Handelingen voor overdracht van afstandsbediening naar lokale bediening:
  1. Stel vast welk installatiedeel overgedragen wordt;
  2. Bedieningsdeskundige schakelt de over te dragen installatie uit;
  3. Draag conform de instructie de bediening over naar lokale bediening.

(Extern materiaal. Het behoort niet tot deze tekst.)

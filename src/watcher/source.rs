//! Notification source port and its inotify implementation

use std::fmt::Debug;
use std::hash::Hash;
use std::mem::ManuallyDrop;
use std::os::fd::{AsFd, AsRawFd, BorrowedFd, RawFd};
use std::path::Path;

use nix::errno::Errno;
use nix::sys::inotify::{self, AddWatchFlags, InitFlags, WatchDescriptor};

use crate::error::{AutorunError, AutorunResult};

use super::event::{EventMask, RawEvent};

/// A kernel change-notification mechanism
///
/// Implementations:
/// - `Inotify` - Linux inotify instance
/// - test doubles that replay synthetic event batches
pub trait NotifySource {
    /// Opaque watch identifier issued by the source
    type Handle: Copy + Eq + Hash + Debug;

    /// Subscribe to create, delete, move, and modify events on `path`.
    fn add_watch(&mut self, path: &Path) -> Result<Self::Handle, Errno>;

    /// Cancel a subscription.
    fn remove_watch(&mut self, handle: Self::Handle) -> Result<(), Errno>;

    /// Drain one batch of pending records.
    fn read_events(&mut self) -> Result<Vec<RawEvent<Self::Handle>>, Errno>;

    /// Descriptor that becomes readable when records are pending.
    fn raw_fd(&self) -> RawFd;

    /// Release the descriptor.
    fn close(self) -> Result<(), Errno>
    where
        Self: Sized;
}

/// Linux inotify instance
pub struct Inotify {
    inner: inotify::Inotify,
}

impl Inotify {
    /// Allocate a blocking inotify instance.
    pub fn open() -> AutorunResult<Self> {
        let inner =
            inotify::Inotify::init(InitFlags::IN_CLOEXEC).map_err(AutorunError::NotifyInit)?;
        Ok(Self { inner })
    }

    fn watch_mask() -> AddWatchFlags {
        AddWatchFlags::IN_MOVE
            | AddWatchFlags::IN_MODIFY
            | AddWatchFlags::IN_CREATE
            | AddWatchFlags::IN_DELETE
    }
}

impl NotifySource for Inotify {
    type Handle = WatchDescriptor;

    fn add_watch(&mut self, path: &Path) -> Result<WatchDescriptor, Errno> {
        self.inner.add_watch(path, Self::watch_mask())
    }

    fn remove_watch(&mut self, handle: WatchDescriptor) -> Result<(), Errno> {
        self.inner.rm_watch(handle)
    }

    fn read_events(&mut self) -> Result<Vec<RawEvent<WatchDescriptor>>, Errno> {
        let events = self.inner.read_events()?;
        Ok(events
            .into_iter()
            .map(|event| RawEvent {
                handle: event.wd,
                mask: EventMask::from_bits_retain(event.mask.bits()),
                name: event.name,
            })
            .collect())
    }

    fn raw_fd(&self) -> RawFd {
        self.inner.as_fd().as_raw_fd()
    }

    fn close(self) -> Result<(), Errno> {
        // Closed here rather than on drop.
        let inner = ManuallyDrop::new(self.inner);
        nix::unistd::close(inner.as_fd().as_raw_fd())
    }
}

impl AsFd for Inotify {
    fn as_fd(&self) -> BorrowedFd<'_> {
        self.inner.as_fd()
    }
}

Handelingen voor de overdracht van lokale bediening naar afstandsbediening:
  4. Maak de installatie in uitgeschakelde toestand weer bedrijfsvaardig;
  5. Draag conform de instructie de bediening over naar afstandsbediening;
  6. De bedieningsdeskundige schakelt het installatiedeel in de normale bedrijfsstand.

TOELICHTING

Handelingen vóór aanvang van de werkzaamheden:

1. Installatiedeel
Bepaal aan de hand van de verstrekte informatie (werkopdracht of storingsmelding) en eventuele tekeningen nauwkeurig waar en welk deel van de installatie overgedragen moet worden.

2. Uitschakelen
Installaties opgenomen in de centrale besturingsinstallatie worden door de bedieningsdeskundige uitgeschakeld, indien mogelijk gescheiden en geblokkeerd tegen opnieuw inschakeling. Telefonisch of met radiocommunicatie en conform de communicatieprocedure deelt de bedieningsdeskundige aan de functionaris ter plaatse mee welke schakelaars uitgeschakeld zijn en welk installatiedeel afgeschakeld is.

3. Overdragen
Telefonisch of met radiocommunicatie en conform de communicatieprocedure deelt de bedieningsdeskundige aan de functionaris ter plaatse mee welk installatiedeel overgedragen wordt voor lokale bediening.

Handelingen voor de overdracht van lokale bediening naar afstandsbediening:

4. Bedrijfsvaardig maken
Verwijder alle kortsluiters en test en beproef de installatie voor zover nodig. Zet schakelaars die niet zijn opgenomen in de centrale besturingsinstallatie in de normale toestand. Verwijder handmatige blokkeringen.

5. Overdragen
Telefonisch of met radiocommunicatie en conform de communicatieprocedure deelt de functionaris ter plaatse aan de bedieningsdeskundige mee wat de stand van schakelaars die niet zijn opgenomen in de centrale besturingsinstallatie is en welk installatiedeel overgedragen wordt voor afstandsbediening.

6. Inschakelen
De bedieningsdeskundige schakelt het overgedragen installatiedeel in de gewenste toestand.